> [Dataset extract]:
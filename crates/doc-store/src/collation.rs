//! Key ordering for view rows.
//!
//! View keys are JSON values and sort by type first, then within the
//! type: null < booleans < numbers < strings < arrays < objects.
//! Arrays compare element-wise, then by length; objects compare
//! entry-wise, then by length. This is the ordering range bounds and
//! row traversal are defined against, so compound-key sentinels work:
//! `[ts, null]` sorts below every `[ts, ip]` key and `[ts, {}]` above.

use std::cmp::Ordering;

use serde_json::Value;

/// Compares two view keys.
pub fn collate(a: &Value, b: &Value) -> Ordering {
    match type_rank(a).cmp(&type_rank(b)) {
        Ordering::Equal => collate_same_type(a, b),
        unequal => unequal,
    }
}

fn type_rank(value: &Value) -> u8 {
    match value {
        Value::Null => 0,
        Value::Bool(_) => 1,
        Value::Number(_) => 2,
        Value::String(_) => 3,
        Value::Array(_) => 4,
        Value::Object(_) => 5,
    }
}

fn collate_same_type(a: &Value, b: &Value) -> Ordering {
    match (a, b) {
        (Value::Null, Value::Null) => Ordering::Equal,
        (Value::Bool(a), Value::Bool(b)) => a.cmp(b),
        (Value::Number(a), Value::Number(b)) => {
            let a = a.as_f64().unwrap_or(f64::NAN);
            let b = b.as_f64().unwrap_or(f64::NAN);
            a.partial_cmp(&b).unwrap_or(Ordering::Equal)
        }
        (Value::String(a), Value::String(b)) => a.cmp(b),
        (Value::Array(a), Value::Array(b)) => {
            for (x, y) in a.iter().zip(b.iter()) {
                match collate(x, y) {
                    Ordering::Equal => continue,
                    unequal => return unequal,
                }
            }
            a.len().cmp(&b.len())
        }
        (Value::Object(a), Value::Object(b)) => {
            for ((ak, av), (bk, bv)) in a.iter().zip(b.iter()) {
                match ak.cmp(bk) {
                    Ordering::Equal => {}
                    unequal => return unequal,
                }
                match collate(av, bv) {
                    Ordering::Equal => {}
                    unequal => return unequal,
                }
            }
            a.len().cmp(&b.len())
        }
        // ranks matched, so the variants match
        _ => Ordering::Equal,
    }
}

> [Exercise requirements]: Take the line that contains "fn collate_same_type(a: &Value, b: &Value)" and each line after it down to the last of the records, and retype them exactly; add nothing else.

> [Response area]:
fn collate_same_type(a: &Value, b: &Value) -> Ordering {
    match (a, b) {
        (Value::Null, Value::Null) => Ordering::Equal,
        (Value::Bool(a), Value::Bool(b)) => a.cmp(b),
        (Value::Number(a), Value::Number(b)) => {
            let a = a.as_f64().unwrap_or(f64::NAN);
            let b = b.as_f64().unwrap_or(f64::NAN);
            a.partial_cmp(&b).unwrap_or(Ordering::Equal)
        }
        (Value::String(a), Value::String(b)) => a.cmp(b),
        (Value::Array(a), Value::Array(b)) => {
            for (x, y) in a.iter().zip(b.iter()) {
                match collate(x, y) {
                    Ordering::Equal => continue,
                    unequal => return unequal,
                }
            }
            a.len().cmp(&b.len())
        }
        (Value::Object(a), Value::Object(b)) => {
            for ((ak, av), (bk, bv)) in a.iter().zip(b.iter()) {
                match ak.cmp(bk) {
                    Ordering::Equal => {}
                    unequal => return unequal,
                }
                match collate(av, bv) {
                    Ordering::Equal => {}
                    unequal => return unequal,
                }
            }
            a.len().cmp(&b.len())
        }
        // ranks matched, so the variants match
        _ => Ordering::Equal,
    }
}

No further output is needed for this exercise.